Exercise brief:
Every line of the records that holds the word "UserStorage" should be copied out.
--- Input for this task ---
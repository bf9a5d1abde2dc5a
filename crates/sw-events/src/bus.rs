use crate::types::EventRecord;
use tokio::sync::broadcast;

/// Fan-out for lifecycle events. Lagging subscribers lose the oldest records
/// rather than ever blocking the pipeline.
#[derive(Clone)]
pub struct EventBus {
    sender: broadcast::Sender<EventRecord>,
}

impl EventBus {
    pub const DEFAULT_CAPACITY: usize = 256;

    pub fn new(capacity: usize) -> Self {
        let (sender, _) = broadcast::channel(capacity);
        Self { sender }
    }

    pub fn subscribe(&self) -> broadcast::Receiver<EventRecord> {
        self.sender.subscribe()
    }

    /// Live subscriber count. Publishers use this to skip building records
    /// nobody will see.
    pub fn receiver_count(&self) -> usize {
        self.sender.receiver_count()
    }

    pub fn publish(
        &self,
        event: EventRecord,
    ) -> Result<(), broadcast::error::SendError<EventRecord>> {
        self.sender.send(event).map(|_| ())
    }
}

impl Default for EventBus {
    fn default() -> Self {
        Self::new(Self::DEFAULT_CAPACITY)
    }
}
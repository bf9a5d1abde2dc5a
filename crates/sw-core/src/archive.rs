//! Storage seam for the audit trail. The orchestrator only talks to this
//! trait; the filesystem implementation lives in its own crate.

use crate::error::ArchiveError;
use crate::types::ids::ChangeId;
use crate::types::{ArchiveEntry, ArchiveOutcome, ChangeRequest, PreprocessedChange, ReviewRecord};
use std::path::PathBuf;

/// Append-only archive of one directory-equivalent per change id. Every
/// record is written exactly once; a second write of the same record is an
/// error, and the raw diff is stored verbatim alongside the structured
/// records.
pub trait Archive: Send + Sync + 'static {
    /// Where this change's records live (or would live).
    fn entry_dir(&self, change_id: &ChangeId) -> PathBuf;

    /// True if the change already has a terminal outcome on record.
    fn is_settled(&self, change_id: &ChangeId) -> Result<bool, ArchiveError>;

    fn record_request(
        &self,
        change_id: &ChangeId,
        request: &ChangeRequest,
    ) -> Result<(), ArchiveError>;

    /// Stores the preprocessed change plus the raw diff patch file.
    fn record_change(&self, change: &PreprocessedChange) -> Result<(), ArchiveError>;

    fn record_review(
        &self,
        change_id: &ChangeId,
        review: &ReviewRecord,
    ) -> Result<(), ArchiveError>;

    /// The terminal record. After this returns, [`Archive::is_settled`] is
    /// true forever.
    fn record_outcome(&self, outcome: &ArchiveOutcome) -> Result<(), ArchiveError>;

    fn load(&self, change_id: &ChangeId) -> Result<Option<ArchiveEntry>, ArchiveError>;
}
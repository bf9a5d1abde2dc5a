use serde::{Deserialize, Serialize};
use sha2::{Digest, Sha256};
use std::fmt;
use std::str::FromStr;
use ulid::Ulid;

/// Content-addressed change identifier: `chg_` followed by the first 12 hex
/// characters of `SHA-256(summary \0 diff)`. Identical input always derives
/// the identical id, so resubmissions of the same request are recognizable.
#[derive(Debug, Clone, PartialEq, Eq, Hash, Serialize)]
#[serde(transparent)]
pub struct ChangeId(String);

/// Per-round review identifier: `rev_` followed by a ULID. A fresh one is
/// issued for each checkpoint, so use-consent and apply-approval are tracked
/// independently.
#[derive(Debug, Clone, PartialEq, Eq, Hash, Serialize)]
#[serde(transparent)]
pub struct ReviewId(String);

#[derive(Debug, Clone, PartialEq, Eq)]
pub enum IdError {
    InvalidPrefix { expected: &'static str, got: String },
    InvalidUlid { value: String },
    InvalidFormat { value: String },
}

impl fmt::Display for IdError {
    fn fmt(&self, f: &mut fmt::Formatter<'_>) -> fmt::Result {
        match self {
            Self::InvalidPrefix { expected, got } => {
                write!(f, "invalid prefix: expected {expected}, got {got}")
            }
            Self::InvalidUlid { value } => write!(f, "invalid ulid: {value}"),
            Self::InvalidFormat { value } => write!(f, "invalid id format: {value}"),
        }
    }
}

impl std::error::Error for IdError {}

const CHANGE_ID_HEX_LEN: usize = 12;

impl ChangeId {
    pub const PREFIX: &'static str = "chg_";

    pub fn derive(summary: &str, unified_diff: &str) -> Self {
        let mut hasher = Sha256::new();
        hasher.update(summary.as_bytes());
        hasher.update([0u8]);
        hasher.update(unified_diff.as_bytes());
        let digest = hex::encode(hasher.finalize());
        Self(format!("{}{}", Self::PREFIX, &digest[..CHANGE_ID_HEX_LEN]))
    }

    pub fn new(value: String) -> Result<Self, IdError> {
        let Some(rest) = value.strip_prefix(Self::PREFIX) else {
            let got = value.split('_').next().unwrap_or("").to_string();
            return Err(IdError::InvalidPrefix {
                expected: Self::PREFIX,
                got,
            });
        };
        if rest.len() != CHANGE_ID_HEX_LEN || !rest.bytes().all(|b| b.is_ascii_hexdigit()) {
            return Err(IdError::InvalidFormat { value });
        }
        Ok(Self(value))
    }

    pub fn as_str(&self) -> &str {
        &self.0
    }
}

impl ReviewId {
    pub const PREFIX: &'static str = "rev_";

    pub fn generate() -> Self {
        Self(format!("{}{}", Self::PREFIX, Ulid::new()))
    }

    pub fn new(value: String) -> Result<Self, IdError> {
        let Some(rest) = value.strip_prefix(Self::PREFIX) else {
            let got = value.split('_').next().unwrap_or("").to_string();
            return Err(IdError::InvalidPrefix {
                expected: Self::PREFIX,
                got,
            });
        };
        if rest.len() != 26 {
            return Err(IdError::InvalidFormat { value });
        }
        if Ulid::from_str(rest).is_err() {
            return Err(IdError::InvalidUlid { value });
        }
        Ok(Self(value))
    }

    pub fn as_str(&self) -> &str {
        &self.0
    }
}

macro_rules! id_impls {
    ($name:ident) => {
        impl fmt::Display for $name {
            fn fmt(&self, f: &mut fmt::Formatter<'_>) -> fmt::Result {
                write!(f, "{}", self.0)
            }
        }

        impl FromStr for $name {
            type Err = IdError;

            fn from_str(s: &str) -> Result<Self, Self::Err> {
                Self::new(s.to_string())
            }
        }

        impl<'de> Deserialize<'de> for $name {
            fn deserialize<D>(deserializer: D) -> Result<Self, D::Error>
            where
                D: serde::Deserializer<'de>,
            {
                let value = String::deserialize(deserializer)?;
                Self::new(value).map_err(serde::de::Error::custom)
            }
        }
    };
}

id_impls!(ChangeId);
id_impls!(ReviewId);
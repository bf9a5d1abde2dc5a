//! Pipeline state machine. Every state change funnels through
//! [`validate_transition`] so an out-of-order checkpoint call can never move a
//! request somewhere the lifecycle does not allow.

use crate::error::ProtocolError;
use crate::types::enums::PipelineState;
use crate::types::ids::ChangeId;

/// Legal successor states for each non-terminal state.
pub fn successors(state: PipelineState) -> &'static [PipelineState] {
    use PipelineState as S;
    match state {
        S::Received => &[S::Validated, S::Returned],
        S::Validated => &[S::AwaitingUseConsent],
        S::AwaitingUseConsent => &[S::Analyzed, S::Declined, S::Returned, S::Cancelled],
        S::Analyzed => &[S::Normalized, S::Returned],
        S::Normalized => &[S::AwaitingApplyApproval],
        S::AwaitingApplyApproval => &[S::Applying, S::Rejected, S::Cancelled],
        S::Applying => &[S::Applied, S::Failed],
        S::Applied
        | S::Rejected
        | S::Declined
        | S::Returned
        | S::Cancelled
        | S::Failed => &[],
    }
}

pub fn validate_transition(
    change_id: &ChangeId,
    from: PipelineState,
    to: PipelineState,
) -> Result<(), ProtocolError> {
    if successors(from).contains(&to) {
        Ok(())
    } else {
        Err(ProtocolError::OutOfOrder {
            change_id: change_id.to_string(),
            state: from,
        })
    }
}

#[cfg(test)]
mod tests {
    use super::*;
    use PipelineState as S;

    fn id() -> ChangeId {
        ChangeId::derive("a summary long enough", "--- a/f\n+++ b/f\n")
    }

    #[test]
    fn happy_path_is_legal_end_to_end() {
        let path = [
            S::Received,
            S::Validated,
            S::AwaitingUseConsent,
            S::Analyzed,
            S::Normalized,
            S::AwaitingApplyApproval,
            S::Applying,
            S::Applied,
        ];
        for pair in path.windows(2) {
            validate_transition(&id(), pair[0], pair[1]).unwrap();
        }
    }

    #[test]
    fn terminal_states_have_no_successors() {
        for state in [
            S::Applied,
            S::Rejected,
            S::Declined,
            S::Returned,
            S::Cancelled,
            S::Failed,
        ] {
            assert!(state.is_terminal());
            assert!(successors(state).is_empty());
        }
    }

    #[test]
    fn rejects_skipping_a_checkpoint() {
        let err = validate_transition(&id(), S::Validated, S::Applying).unwrap_err();
        assert!(matches!(err, ProtocolError::OutOfOrder { .. }));
    }

    #[test]
    fn cancel_is_legal_only_while_awaiting_a_decision() {
        validate_transition(&id(), S::AwaitingUseConsent, S::Cancelled).unwrap();
        validate_transition(&id(), S::AwaitingApplyApproval, S::Cancelled).unwrap();
        assert!(validate_transition(&id(), S::Applying, S::Cancelled).is_err());
    }
}
use crate::types::diff::Hunk;
use crate::types::enums::{Language, OperationKind};
use crate::types::ids::ChangeId;
use chrono::{DateTime, Utc};
use serde::{Deserialize, Serialize};
use serde_json::Value;
use std::collections::BTreeMap;

/// The single file/directory operation a validated diff describes. Derived by
/// the analyzer; never constructed directly by callers.
#[derive(Debug, Clone, PartialEq, Eq, Serialize, Deserialize)]
pub struct ChangeOperation {
    pub kind: OperationKind,
    pub source_path: String,
    /// Move/Rename only.
    pub destination_path: Option<String>,
    pub language: Language,
    pub hunks: Vec<Hunk>,
    /// SHA-256 of the pre-image content; `None` for Create.
    pub base_sha256: Option<String>,
    /// SHA-256 of the post-image content; `None` for Delete.
    pub post_sha256: Option<String>,
}

impl ChangeOperation {
    /// The path the per-request mutual exclusion is keyed on.
    pub fn lock_path(&self) -> &str {
        &self.source_path
    }
}

/// Deterministic output of the pre-approval pipeline, immutable once
/// produced. Re-running preprocessing on byte-identical input yields the same
/// `change_id` and `normalized_diff`.
#[derive(Debug, Clone, PartialEq, Eq, Serialize, Deserialize)]
pub struct PreprocessedChange {
    pub change_id: ChangeId,
    pub operation: ChangeOperation,
    pub raw_diff: String,
    pub normalized_diff: String,
    pub metadata: BTreeMap<String, Value>,
    pub created_at: DateTime<Utc>,
}
pub mod archive;
pub mod change;
pub mod diff;
pub mod enums;
pub mod event;
pub mod ids;
pub mod request;
pub mod review;

pub use archive::{ArchiveEntry, ArchiveOutcome, ArchiveRecord, OutcomeDecision};
pub use change::{ChangeOperation, PreprocessedChange};
pub use diff::{FileDiff, Hunk, HunkLine, LineKind};
pub use enums::{Language, OperationKind, PipelineState, ReviewDecision, ReviewStage};
pub use event::EventBody;
pub use ids::{ChangeId, IdError, ReviewId};
pub use request::ChangeRequest;
pub use review::{ReviewPayload, ReviewRecord};
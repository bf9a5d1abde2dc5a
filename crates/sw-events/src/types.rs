use chrono::{DateTime, Utc};
use serde::{Deserialize, Serialize};
use serde_json::Value;
use ulid::Ulid;

#[derive(Debug, Clone, PartialEq, Eq, Serialize, Deserialize)]
pub struct EventRecord {
    pub id: String,
    pub at: DateTime<Utc>,
    pub change_id: String,
    pub source: EventSource,
    pub body: Value,
}

impl EventRecord {
    pub fn new(change_id: String, source: EventSource, body: Value) -> Self {
        Self {
            id: format!("evt_{}", Ulid::new()),
            at: Utc::now(),
            change_id,
            source,
            body,
        }
    }
}

#[derive(Debug, Clone, Copy, PartialEq, Eq, Serialize, Deserialize)]
#[serde(rename_all = "PascalCase")]
pub enum EventSource {
    Cli,
    Mcp,
}
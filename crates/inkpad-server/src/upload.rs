//! `POST /api/upload-image`: validate an image and forward it to the asset host.

use std::sync::Arc;

use axum::{
    Json,
    extract::{
        Multipart, State,
        multipart::{Field, MultipartError, MultipartRejection},
    },
    http::StatusCode,
};
use inkpad_api::{ApiError, ApiResult};
use inkpad_core::{Timestamp, now_utc};
use serde::{Deserialize, Serialize};
use tracing::{debug, error, info, warn};

use crate::assets::{DynAssetHost, ImageUpload};
use crate::config::UploadConfig;

/// Name of the multipart field carrying the file.
pub const IMAGE_FIELD: &str = "image";

const NO_IMAGE: &str = "No image file provided";
const NOT_AN_IMAGE: &str = "File must be an image";
const UPLOAD_FAILED: &str = "Image upload failed";

/// What the upload route needs from the application state.
#[derive(Clone)]
pub struct UploadState {
    pub assets: DynAssetHost,
    pub limits: Arc<UploadConfig>,
}

#[derive(Debug, Clone, PartialEq, Eq, Serialize, Deserialize)]
pub struct UploadResponse {
    pub url: String,
    #[serde(rename = "imageUrl")]
    pub image_url: String,
    pub public_id: String,
    pub format: String,
    /// Stored size in bytes.
    pub size: u64,
    pub timestamp: Timestamp,
}

fn too_large(limits: &UploadConfig) -> ApiError {
    ApiError::bad_request(format!(
        "File too large. Maximum size is {}MB",
        limits.max_megabytes()
    ))
}

fn multipart_failure(err: MultipartError, limits: &UploadConfig) -> ApiError {
    if err.status() == StatusCode::PAYLOAD_TOO_LARGE {
        return too_large(limits);
    }
    debug!(error = %err.body_text(), "unreadable multipart body");
    ApiError::bad_request(NO_IMAGE)
}

/// Reads the field, stopping as soon as it exceeds `limits.max_bytes`.
async fn read_capped(mut field: Field<'_>, limits: &UploadConfig) -> ApiResult<Vec<u8>> {
    let mut buf = Vec::new();
    while let Some(chunk) = field
        .chunk()
        .await
        .map_err(|e| multipart_failure(e, limits))?
    {
        if buf.len() + chunk.len() > limits.max_bytes {
            return Err(too_large(limits));
        }
        buf.extend_from_slice(&chunk);
    }
    Ok(buf)
}

/// Pulls the `image` field out of the form and checks type and size.
async fn extract_image(mut multipart: Multipart, limits: &UploadConfig) -> ApiResult<ImageUpload> {
    while let Some(field) = multipart
        .next_field()
        .await
        .map_err(|e| multipart_failure(e, limits))?
    {
        if field.name() != Some(IMAGE_FIELD) {
            continue;
        }

        let content_type = field.content_type().unwrap_or_default().to_string();
        if !content_type.starts_with("image/") {
            debug!(content_type = %content_type, "rejected non-image upload");
            return Err(ApiError::bad_request(NOT_AN_IMAGE));
        }
        let file_name = field.file_name().unwrap_or_default().to_string();
        let bytes = read_capped(field, limits).await?;

        return Ok(ImageUpload {
            file_name,
            content_type,
            bytes: bytes.into(),
        });
    }
    Err(ApiError::bad_request(NO_IMAGE))
}

/// `POST /api/upload-image`
pub async fn upload_image(
    State(state): State<UploadState>,
    multipart: Result<Multipart, MultipartRejection>,
) -> ApiResult<Json<UploadResponse>> {
    let multipart = multipart.map_err(|e| {
        debug!(error = %e.body_text(), "upload without a multipart body");
        ApiError::bad_request(NO_IMAGE)
    })?;
    let image = extract_image(multipart, &state.limits).await?;

    let host = state.assets.name();
    if let Err(e) = state.assets.ping().await {
        error!(host, error = %e, "asset host ping failed");
        return Err(ApiError::internal(UPLOAD_FAILED));
    }

    let size = image.len();
    let asset = state.assets.upload(image).await.map_err(|e| {
        if e.is_upstream() {
            warn!(host, error = %e, "asset host rejected upload");
        } else {
            error!(host, error = %e, "image upload failed");
        }
        ApiError::internal(UPLOAD_FAILED)
    })?;

    info!(host, public_id = %asset.public_id, bytes = size, "image uploaded");
    Ok(Json(UploadResponse {
        image_url: asset.url.clone(),
        url: asset.url,
        public_id: asset.public_id,
        format: asset.format,
        size: asset.bytes,
        timestamp: now_utc(),
    }))
}
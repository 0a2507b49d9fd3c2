use async_trait::async_trait;
use inkpad_core::{now_utc, sanitize_file_stem};
use reqwest::multipart::{Form, Part};
use serde::Deserialize;
use sha1::{Digest, Sha1};
use tracing::{debug, info};

use super::{AssetError, AssetHost, ImageUpload, UploadedAsset};
use crate::config::CloudinaryConfig;

/// Signed uploads to the Cloudinary REST API.
pub struct CloudinaryHost {
    client: reqwest::Client,
    config: CloudinaryConfig,
    folder: String,
}

#[derive(Debug, Deserialize)]
struct UploadResult {
    secure_url: String,
    public_id: String,
    #[serde(default)]
    format: String,
    #[serde(default)]
    bytes: u64,
}

#[derive(Debug, Deserialize)]
struct ErrorEnvelope {
    error: ErrorBody,
}

#[derive(Debug, Deserialize)]
struct ErrorBody {
    message: String,
}

impl CloudinaryHost {
    pub fn new(config: CloudinaryConfig, folder: String) -> Result<Self, AssetError> {
        let client = reqwest::Client::builder()
            .timeout(config.timeout)
            .build()?;
        Ok(Self {
            client,
            config,
            folder,
        })
    }

    fn endpoint(&self, path: &str) -> String {
        format!(
            "{}/v1_1/{}/{}",
            self.config.api_base.trim_end_matches('/'),
            self.config.cloud_name,
            path
        )
    }

    async fn error_from(response: reqwest::Response) -> AssetError {
        let status = response.status().as_u16();
        let text = response.text().await.unwrap_or_default();
        let message = serde_json::from_str::<ErrorEnvelope>(&text)
            .map(|e| e.error.message)
            .unwrap_or(text);
        AssetError::upstream(status, message)
    }
}

/// Signs upload parameters: `key=value` pairs sorted by key, joined with
/// `&`, followed by the API secret, hashed with SHA-1.
pub(crate) fn sign(params: &[(&str, String)], api_secret: &str) -> String {
    let mut sorted: Vec<&(&str, String)> = params.iter().collect();
    sorted.sort_by(|a, b| a.0.cmp(b.0));
    let to_sign = sorted
        .iter()
        .map(|(k, v)| format!("{k}={v}"))
        .collect::<Vec<_>>()
        .join("&");

    let mut hasher = Sha1::new();
    hasher.update(to_sign.as_bytes());
    hasher.update(api_secret.as_bytes());
    hex::encode(hasher.finalize())
}

/// `{unix_millis}_{sanitized file name}`.
pub(crate) fn public_id_for(file_name: &str, unix_millis: i128) -> String {
    format!("{unix_millis}_{}", sanitize_file_stem(file_name))
}

#[async_trait]
impl AssetHost for CloudinaryHost {
    async fn upload(&self, image: ImageUpload) -> Result<UploadedAsset, AssetError> {
        let now = now_utc();
        let public_id = public_id_for(&image.file_name, now.unix_millis());
        let params = vec![
            ("folder", self.folder.clone()),
            ("invalidate", "true".to_string()),
            ("overwrite", "true".to_string()),
            ("public_id", public_id.clone()),
            ("timestamp", now.unix_timestamp().to_string()),
        ];
        let signature = sign(&params, &self.config.api_secret);

        let file_name = if image.file_name.is_empty() {
            public_id.clone()
        } else {
            image.file_name.clone()
        };
        let length = image.len() as u64;
        let file_part = Part::stream_with_length(reqwest::Body::from(image.bytes), length)
            .file_name(file_name)
            .mime_str(&image.content_type)?;

        let mut form = Form::new()
            .part("file", file_part)
            .text("api_key", self.config.api_key.clone())
            .text("signature", signature);
        for (key, value) in params {
            form = form.text(key, value);
        }

        debug!(public_id = %public_id, folder = %self.folder, "uploading image to Cloudinary");
        let response = self
            .client
            .post(self.endpoint("image/upload"))
            .multipart(form)
            .send()
            .await?;

        if !response.status().is_success() {
            return Err(Self::error_from(response).await);
        }

        let result: UploadResult = response
            .json()
            .await
            .map_err(|e| AssetError::InvalidResponse(e.to_string()))?;

        info!(public_id = %result.public_id, bytes = result.bytes, "image uploaded");
        Ok(UploadedAsset {
            url: result.secure_url,
            public_id: result.public_id,
            format: result.format,
            bytes: result.bytes,
        })
    }

    async fn ping(&self) -> Result<(), AssetError> {
        let response = self
            .client
            .get(self.endpoint("ping"))
            .basic_auth(&self.config.api_key, Some(&self.config.api_secret))
            .send()
            .await?;

        if !response.status().is_success() {
            return Err(Self::error_from(response).await);
        }
        Ok(())
    }

    fn name(&self) -> &'static str {
        "cloudinary"
    }
}
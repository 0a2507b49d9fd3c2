//! # inkpad-storage
//!
//! Storage abstraction layer for the Inkpad server.
//!
//! This crate defines the traits and types that every storage backend must
//! implement. It contains no backends itself; see `inkpad-db-memory` and
//! `inkpad-db-postgres`.
//!
//! ## Overview
//!
//! - [`UserStorage`] creates and looks up accounts. Email addresses are unique.
//! - [`NoteStorage`] lists, creates, updates and deletes notes. Every mutation
//!   is scoped to an owner: a note that belongs to somebody else behaves
//!   exactly like a note that does not exist.
//!
//! ## Example
//!
//! ```ignore
//! use inkpad_storage::{NewNote, Note, NoteStorage, StorageResult};
//!
//! async fn first_note(storage: &dyn NoteStorage, owner: uuid::Uuid) -> StorageResult<Note> {
//!     storage.create(NewNote::new(owner, "<p>hello</p>")).await
//! }
//! ```

mod error;
mod traits;
mod types;

pub use error::{ErrorCategory, StorageError};
pub use traits::{NoteStorage, UserStorage};
pub use types::{NewNote, NewUser, Note, UserRecord};

/// Type alias for a storage result.
pub type StorageResult<T> = Result<T, StorageError>;

/// Shared handle to a user storage backend.
pub type DynUserStorage = std::sync::Arc<dyn UserStorage>;

/// Shared handle to a note storage backend.
pub type DynNoteStorage = std::sync::Arc<dyn NoteStorage>;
---
Exercise answer:
//! - [`UserStorage`] creates and looks up accounts. Email addresses are unique.
pub use traits::{NoteStorage, UserStorage};
pub type DynUserStorage = std::sync::Arc<dyn UserStorage>;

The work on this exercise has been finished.